__Exercise data__.
========
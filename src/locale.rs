// This file is part of Erpwgen.
//
// Copyright (c) 2026  The Erpwgen developers
//
// This program is free software: you can redistribute it and/or modify
// it under the terms of the GNU General Public License as published by
// the Free Software Foundation, either version 3 of the License, or
// (at your option) any later version.
//
// This program is distributed in the hope that it will be useful,
// but WITHOUT ANY WARRANTY; without even the implied warranty of
// MERCHANTABILITY or FITNESS FOR A PARTICULAR PURPOSE.  See the
// GNU General Public License for more details.
//
// You should have received a copy of the GNU General Public License
// along with this program.  If not, see <https://www.gnu.org/licenses/>.

//! Finding a dictionary file for a locale.

use std::env;
use std::path::{Path, PathBuf};

use log::{debug, info};

use crate::config::LengthRange;
use crate::error::LoadError;
use crate::wordlist::{self, Blacklist, LoadStats, WordList};

pub const FALLBACK_LOCALE: &str = "en_US";

pub const SYSTEM_DIRS: &[&str] = &[
    "/usr/share/hunspell",
    "/usr/share/myspell/dicts",
    "/usr/share/myspell",
];

/// Where the words come from: a locale looked up on the search path, or a
/// file given explicitly.
#[derive(Debug, Clone, PartialEq, Eq)]
pub enum DictionarySource {
    Locale(String),
    Path(PathBuf),
}

impl DictionarySource {
    /// Label used in diagnostics: the locale, or the file name of an explicit path.
    pub fn name(&self) -> String {
        match self {
            Self::Locale(locale) => locale.clone(),
            Self::Path(path) => path
                .file_name()
                .unwrap_or(path.as_os_str())
                .to_string_lossy()
                .into_owned(),
        }
    }
}

/// Turns a `LANG` style value such as `en_GB.UTF-8` into `en_GB`.
pub fn locale_from_lang(lang: Option<&str>) -> String {
    let locale = lang
        .unwrap_or_default()
        .split(['.', '@'])
        .next()
        .unwrap_or_default()
        .trim();

    if locale.is_empty() {
        FALLBACK_LOCALE.to_string()
    } else {
        locale.to_string()
    }
}

pub fn default_locale() -> String {
    locale_from_lang(env::var("LANG").ok().as_deref())
}

/// Search path: `DICPATH` entries, then the user's `hunspell` data dir, then
/// the system dictionary dirs.
pub fn search_dirs_from(dicpath: Option<&str>, data_dir: Option<PathBuf>) -> Vec<PathBuf> {
    let mut dirs: Vec<PathBuf> = dicpath
        .map(|value| env::split_paths(value).collect())
        .unwrap_or_default();
    dirs.retain(|dir| !dir.as_os_str().is_empty());

    if let Some(data_dir) = data_dir {
        dirs.push(data_dir.join("hunspell"));
    }
    dirs.extend(SYSTEM_DIRS.iter().map(PathBuf::from));

    dirs
}

pub fn search_dirs() -> Vec<PathBuf> {
    search_dirs_from(env::var("DICPATH").ok().as_deref(), dirs::data_dir())
}

/// `<dir>/<locale>.dic` for every directory of `dirs` that exists, in order.
pub fn candidates(locale: &str, dirs: &[PathBuf]) -> Vec<PathBuf> {
    dirs.iter()
        .filter(|dir| dir.is_dir())
        .map(|dir| dir.join(format!("{locale}.dic")))
        .collect()
}

/// Loads the dictionary for `source`.
///
/// For a locale, candidates are tried in search order and the first that
/// opens and yields words wins. An explicit path is tried alone.
pub fn open(
    source: &DictionarySource,
    dirs: &[PathBuf],
    blacklist: Option<&Blacklist>,
    range: LengthRange,
) -> Result<(WordList, LoadStats), LoadError> {
    let name = source.name();

    let locale = match source {
        DictionarySource::Path(path) => {
            let loaded = wordlist::load_file(path, blacklist, range, &name)?;
            info!("using dictionary {}", path.display());
            return Ok(loaded);
        }
        DictionarySource::Locale(locale) => locale,
    };

    let searched = candidates(locale, dirs);
    let mut empty = None;

    for path in &searched {
        match try_candidate(path, blacklist, range, &name) {
            Ok(loaded) => {
                info!("using dictionary {}", path.display());
                return Ok(loaded);
            }
            Err(err @ LoadError::EmptyVocabulary { .. }) => {
                debug!("skipping {}: {}", path.display(), err);
                empty = Some(err);
            }
            Err(err) => debug!("skipping {}: {}", path.display(), err),
        }
    }

    Err(empty.unwrap_or_else(|| LoadError::NotFound {
        locale: locale.clone(),
        searched,
    }))
}

fn try_candidate(
    path: &Path,
    blacklist: Option<&Blacklist>,
    range: LengthRange,
    name: &str,
) -> Result<(WordList, LoadStats), LoadError> {
    debug!("trying {}", path.display());
    wordlist::load_file(path, blacklist, range, name)
}
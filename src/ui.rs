// This file is part of Erpwgen.
//
// Copyright (c) 2026  The Erpwgen developers
//
// This program is free software: you can redistribute it and/or modify
// it under the terms of the GNU General Public License as published by
// the Free Software Foundation, either version 3 of the License, or
// (at your option) any later version.
//
// This program is distributed in the hope that it will be useful,
// but WITHOUT ANY WARRANTY; without even the implied warranty of
// MERCHANTABILITY or FITNESS FOR A PARTICULAR PURPOSE.  See the
// GNU General Public License for more details.
//
// You should have received a copy of the GNU General Public License
// along with this program.  If not, see <https://www.gnu.org/licenses/>.

use std::io;

use console::{Style, Term};

use crate::entropy::EntropyReport;
use crate::wordlist::LoadStats;

pub const FAIR_ENTROPY: f64 = 64.0;
pub const STRONG_ENTROPY: f64 = 80.0;

#[derive(Debug, Clone, Copy)]
pub struct DisplayOptions {
    pub unicode_support: bool,
    pub color_support: bool,
}

impl DisplayOptions {
    pub fn detect() -> Self {
        Self {
            unicode_support: detect_unicode_support(),
            color_support: detect_color_support(),
        }
    }

    pub fn plain() -> Self {
        Self {
            unicode_support: false,
            color_support: false,
        }
    }
}

pub fn detect_unicode_support() -> bool {
    supports_unicode::on(supports_unicode::Stream::Stderr)
}

pub fn detect_color_support() -> bool {
    supports_color::on(supports_color::Stream::Stderr).is_some()
}

pub fn get_status_symbols(unicode_support: bool) -> (&'static str, &'static str) {
    if unicode_support {
        ("✓", "!")
    } else {
        ("+", "!")
    }
}

/// Branch and last-branch prefixes for the report tree.
fn tree_glyphs(unicode_support: bool) -> (&'static str, &'static str) {
    if unicode_support {
        ("├─", "└─")
    } else {
        ("|-", "`-")
    }
}

fn plural<'a>(count: usize, one: &'a str, many: &'a str) -> &'a str {
    if count == 1 { one } else { many }
}

#[derive(Debug, Clone, Copy, PartialEq, Eq)]
pub enum Strength {
    Weak,
    Fair,
    Strong,
}

impl Strength {
    pub fn classify(entropy_bits: f64) -> Self {
        if entropy_bits >= STRONG_ENTROPY {
            Self::Strong
        } else if entropy_bits >= FAIR_ENTROPY {
            Self::Fair
        } else {
            Self::Weak
        }
    }

    pub fn label(self) -> &'static str {
        match self {
            Self::Weak => "Weak",
            Self::Fair => "Fair",
            Self::Strong => "Strong",
        }
    }
}

fn format_combinations(report: &EntropyReport) -> String {
    match report.combinations {
        Some(count) => count.to_string(),
        None => format!("~2^{:.1}", report.combinations_log2()),
    }
}

pub fn render_dictionary(stats: &LoadStats, options: &DisplayOptions) -> Vec<String> {
    let (branch, last) = tree_glyphs(options.unicode_support);

    let source = match &stats.path {
        Some(path) => format!("{} ({})", stats.source_name, path.display()),
        None => stats.source_name.clone(),
    };

    vec![
        "Dictionary:".to_string(),
        format!("  {branch} Source     {source}"),
        format!("  {branch} Lines      {}", stats.lines_read),
        format!(
            "  {branch} Blacklist  {} {}",
            stats.blacklisted,
            plural(stats.blacklisted, "word", "words")
        ),
        format!(
            "  {last} Words      {} ({} letters)",
            stats.vocabulary, stats.range
        ),
    ]
}

pub fn render_stats(report: &EntropyReport, options: &DisplayOptions) -> Vec<String> {
    let (branch, last) = tree_glyphs(options.unicode_support);
    let (check_ok, check_warn) = get_status_symbols(options.unicode_support);

    let strength = Strength::classify(report.entropy_bits);
    let (status_icon, style) = match strength {
        Strength::Strong => (check_ok, Style::new().green()),
        Strength::Fair => (check_ok, Style::new().yellow()),
        Strength::Weak => (check_warn, Style::new().yellow()),
    };
    let style = if options.color_support {
        style
    } else {
        Style::new()
    };

    vec![
        "Stats:".to_string(),
        format!(
            "  {branch} Words      {} {}{}",
            report.word_count,
            plural(report.word_count, "word", "words"),
            if report.digits { " + 1 digit" } else { "" }
        ),
        format!("  {branch} Passwords  {}", format_combinations(report)),
        format!(
            "  {last} Entropy    {} {} bits ({})",
            style.apply_to(format!("[{}]", status_icon)),
            style.apply_to(format!("{:.1}", report.entropy_bits)),
            style.apply_to(strength.label())
        ),
    ]
}

/// Writes the verbose load report to stderr, keeping stdout for passwords.
pub fn display_report(
    stats: &LoadStats,
    report: &EntropyReport,
    options: &DisplayOptions,
) -> io::Result<()> {
    let term = Term::stderr();

    for line in render_dictionary(stats, options) {
        term.write_line(&line)?;
    }
    term.write_line("")?;
    for line in render_stats(report, options) {
        term.write_line(&line)?;
    }
    term.write_line("")?;

    Ok(())
}

#[cfg(test)]
mod tests {
    use super::*;
    use crate::config::LengthRange;
    use crate::entropy::estimate;
    use std::path::PathBuf;

    fn stats() -> LoadStats {
        LoadStats {
            source_name: "en_GB".to_string(),
            path: Some(PathBuf::from("/usr/share/hunspell/en_GB.dic")),
            lines_read: 49569,
            blacklisted: 1,
            vocabulary: 9120,
            range: LengthRange::new(5, 6).unwrap(),
        }
    }

    #[test]
    fn test_get_status_symbols_unicode() {
        let (ok, warn) = get_status_symbols(true);
        assert_eq!(ok, "✓");
        assert_eq!(warn, "!");
    }

    #[test]
    fn test_get_status_symbols_ascii() {
        let (ok, warn) = get_status_symbols(false);
        assert_eq!(ok, "+");
        assert_eq!(warn, "!");
    }

    #[test]
    fn test_strength_classes() {
        assert_eq!(Strength::classify(42.0), Strength::Weak);
        assert_eq!(Strength::classify(64.0), Strength::Fair);
        assert_eq!(Strength::classify(79.9), Strength::Fair);
        assert_eq!(Strength::classify(80.0), Strength::Strong);
    }

    #[test]
    fn test_render_dictionary_plain() {
        let lines = render_dictionary(&stats(), &DisplayOptions::plain());
        assert_eq!(
            lines,
            vec![
                "Dictionary:",
                "  |- Source     en_GB (/usr/share/hunspell/en_GB.dic)",
                "  |- Lines      49569",
                "  |- Blacklist  1 word",
                "  `- Words      9120 (5-6 letters)",
            ]
        );
    }

    #[test]
    fn test_render_dictionary_unicode() {
        let options = DisplayOptions {
            unicode_support: true,
            color_support: false,
        };
        let lines = render_dictionary(&stats(), &options);
        assert!(lines[1].starts_with("  ├─ Source"));
        assert!(lines[4].starts_with("  └─ Words"));
    }

    #[test]
    fn test_render_stats_plain() {
        let report = estimate(4, 2, true).unwrap();
        let lines = render_stats(&report, &DisplayOptions::plain());
        assert_eq!(
            lines,
            vec![
                "Stats:",
                "  |- Words      2 words + 1 digit",
                "  |- Passwords  120",
                "  `- Entropy    [!] 7.3 bits (Weak)",
            ]
        );
    }

    #[test]
    fn test_render_stats_overflow() {
        let report = estimate(100_000, 12, false).unwrap();
        let lines = render_stats(&report, &DisplayOptions::plain());
        assert!(lines[2].contains("~2^"), "{}", lines[2]);
        assert!(lines[3].ends_with("(Strong)"));
    }
}
// This file is part of Erpwgen.
//
// Copyright (c) 2026  The Erpwgen developers
//
// This program is free software: you can redistribute it and/or modify
// it under the terms of the GNU General Public License as published by
// the Free Software Foundation, either version 3 of the License, or
// (at your option) any later version.
//
// This program is distributed in the hope that it will be useful,
// but WITHOUT ANY WARRANTY; without even the implied warranty of
// MERCHANTABILITY or FITNESS FOR A PARTICULAR PURPOSE.  See the
// GNU General Public License for more details.
//
// You should have received a copy of the GNU General Public License
// along with this program.  If not, see <https://www.gnu.org/licenses/>.

use crate::error::ConfigError;

pub const DIGIT_CHOICES: u32 = 10;

/// Size and strength of the password space for a given vocabulary.
#[derive(Debug, Clone, Copy, PartialEq)]
pub struct EntropyReport {
    pub vocabulary_size: usize,
    pub word_count: usize,
    pub digits: bool,
    /// `n! / (n - l)!`, times ten with a digit suffix. `None` if it does not fit in a `u128`.
    pub combinations: Option<u128>,
    /// `l * log2(n)`, plus `log2(10)` with a digit suffix.
    pub entropy_bits: f64,
}

impl EntropyReport {
    /// Base-2 logarithm of the combination count, available even when the
    /// exact count overflows.
    pub fn combinations_log2(&self) -> f64 {
        let n = self.vocabulary_size;
        let mut bits: f64 = (0..self.word_count).map(|i| (n.saturating_sub(i) as f64).log2()).sum();
        if self.digits {
            bits += f64::from(DIGIT_CHOICES).log2();
        }
        bits
    }
}

pub fn estimate(
    vocabulary_size: usize,
    word_count: usize,
    digits: bool,
) -> Result<EntropyReport, ConfigError> {
    if word_count == 0 {
        return Err(ConfigError::ZeroWords);
    }
    if vocabulary_size < word_count {
        return Err(ConfigError::NotEnoughWords {
            requested: word_count,
            available: vocabulary_size,
        });
    }

    let mut combinations = falling_factorial(vocabulary_size, word_count);
    let mut entropy_bits = word_count as f64 * (vocabulary_size as f64).log2();

    if digits {
        combinations = combinations.and_then(|c| c.checked_mul(u128::from(DIGIT_CHOICES)));
        entropy_bits += f64::from(DIGIT_CHOICES).log2();
    }

    Ok(EntropyReport {
        vocabulary_size,
        word_count,
        digits,
        combinations,
        entropy_bits,
    })
}

/// `n * (n - 1) * ... * (n - k + 1)`, with `k <= n`.
fn falling_factorial(n: usize, k: usize) -> Option<u128> {
    (0..k).try_fold(1u128, |acc, i| acc.checked_mul((n - i) as u128))
}
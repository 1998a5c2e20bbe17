//! Route definitions for the `/advisees` resource.

use axum::routing::get;
use axum::Router;

use crate::handlers::verification;
use crate::state::AppState;

/// Routes mounted at `/advisees`.
///
/// ```text
/// GET    /achievements        -> advisee_queue
/// ```
pub fn router() -> Router<AppState> {
    Router::new().route("/achievements", get(verification::advisee_queue))
}
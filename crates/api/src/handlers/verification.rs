//! Handlers for the verification workflow.

use achievo_core::achievement::{AchievementReference, AchievementSummary};
use achievo_core::ports::Paginated;
use achievo_core::types::DbId;
use axum::extract::{Path, Query, State};
use axum::Json;
use serde::Deserialize;

use crate::error::AppResult;
use crate::extract::AppJson;
use crate::middleware::rbac::{RequireUpdate, RequireVerify};
use crate::query::PaginationParams;
use crate::response::DataResponse;
use crate::state::AppState;

/// Body of `POST /achievements/{id}/reject`.
#[derive(Debug, Deserialize)]
pub struct RejectRequest {
    /// Reason shown to the student. Blank notes are rejected by the workflow.
    #[serde(default)]
    pub note: String,
}

/// POST /api/v1/achievements/{id}/submit
pub async fn submit(
    RequireUpdate(user): RequireUpdate,
    State(state): State<AppState>,
    Path(id): Path<DbId>,
) -> AppResult<Json<DataResponse<AchievementReference>>> {
    let reference = state.workflow.submit(&user.actor(), id).await?;
    Ok(Json(DataResponse { data: reference }))
}

/// POST /api/v1/achievements/{id}/verify
pub async fn verify(
    RequireVerify(user): RequireVerify,
    State(state): State<AppState>,
    Path(id): Path<DbId>,
) -> AppResult<Json<DataResponse<AchievementReference>>> {
    let reference = state.workflow.verify(&user.actor(), id).await?;
    Ok(Json(DataResponse { data: reference }))
}

/// POST /api/v1/achievements/{id}/reject
pub async fn reject(
    RequireVerify(user): RequireVerify,
    State(state): State<AppState>,
    Path(id): Path<DbId>,
    AppJson(body): AppJson<RejectRequest>,
) -> AppResult<Json<DataResponse<AchievementReference>>> {
    let reference = state.workflow.reject(&user.actor(), id, &body.note).await?;
    Ok(Json(DataResponse { data: reference }))
}

/// GET /api/v1/advisees/achievements
///
/// Submitted achievements awaiting the calling advisor's review.
pub async fn advisee_queue(
    RequireVerify(user): RequireVerify,
    State(state): State<AppState>,
    Query(params): Query<PaginationParams>,
) -> AppResult<Json<DataResponse<Paginated<AchievementSummary>>>> {
    let page = state
        .workflow
        .advisee_queue(&user.actor(), params.page())
        .await?;
    Ok(Json(DataResponse { data: page }))
}
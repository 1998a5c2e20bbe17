//! Rows of the `notifications` inbox table.

use achievo_core::notification::{InboxEntry, NotificationType};
use achievo_core::ports::StoreError;
use achievo_core::types::{DbId, Timestamp};
use sqlx::FromRow;

/// A row from the `notifications` table.
#[derive(Debug, Clone, FromRow)]
pub struct NotificationRow {
    pub id: DbId,
    pub user_id: DbId,
    pub notification_type: String,
    pub title: String,
    pub message: String,
    pub payload: serde_json::Value,
    pub is_read: bool,
    pub read_at: Option<Timestamp>,
    pub created_at: Timestamp,
}

impl TryFrom<NotificationRow> for InboxEntry {
    type Error = StoreError;

    fn try_from(row: NotificationRow) -> Result<Self, Self::Error> {
        let kind = NotificationType::from_name(&row.notification_type).ok_or_else(|| {
            StoreError::Corrupt(format!(
                "unknown notification type '{}'",
                row.notification_type
            ))
        })?;
        Ok(Self {
            id: row.id,
            user_id: row.user_id,
            kind,
            title: row.title,
            message: row.message,
            payload: row.payload,
            is_read: row.is_read,
            read_at: row.read_at,
            created_at: row.created_at,
        })
    }
}
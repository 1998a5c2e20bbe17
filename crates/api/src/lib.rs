//! Achievo API server library.
//!
//! Exposes config, state, error handling and routes so integration tests and
//! the binary entrypoint build the same application.

pub mod auth;
pub mod config;
pub mod error;
pub mod extract;
pub mod handlers;
pub mod middleware;
pub mod query;
pub mod response;
pub mod router;
pub mod routes;
pub mod state;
========
__Task description__.
Please give back only the lines between the first line of the entries and the line with "use crate::error::LoadError;", both ends included, word for word.

__Result of the task__.
filename src/locale.rs
// This file is part of Erpwgen.
//
// Copyright (c) 2026  The Erpwgen developers
//
// This program is free software: you can redistribute it and/or modify
// it under the terms of the GNU General Public License as published by
// the Free Software Foundation, either version 3 of the License, or
// (at your option) any later version.
//
// This program is distributed in the hope that it will be useful,
// but WITHOUT ANY WARRANTY; without even the implied warranty of
// MERCHANTABILITY or FITNESS FOR A PARTICULAR PURPOSE.  See the
// GNU General Public License for more details.
//
// You should have received a copy of the GNU General Public License
// along with this program.  If not, see <https://www.gnu.org/licenses/>.

//! Finding a dictionary file for a locale.

use std::env;
use std::path::{Path, PathBuf};

use log::{debug, info};

use crate::config::LengthRange;
use crate::error::LoadError;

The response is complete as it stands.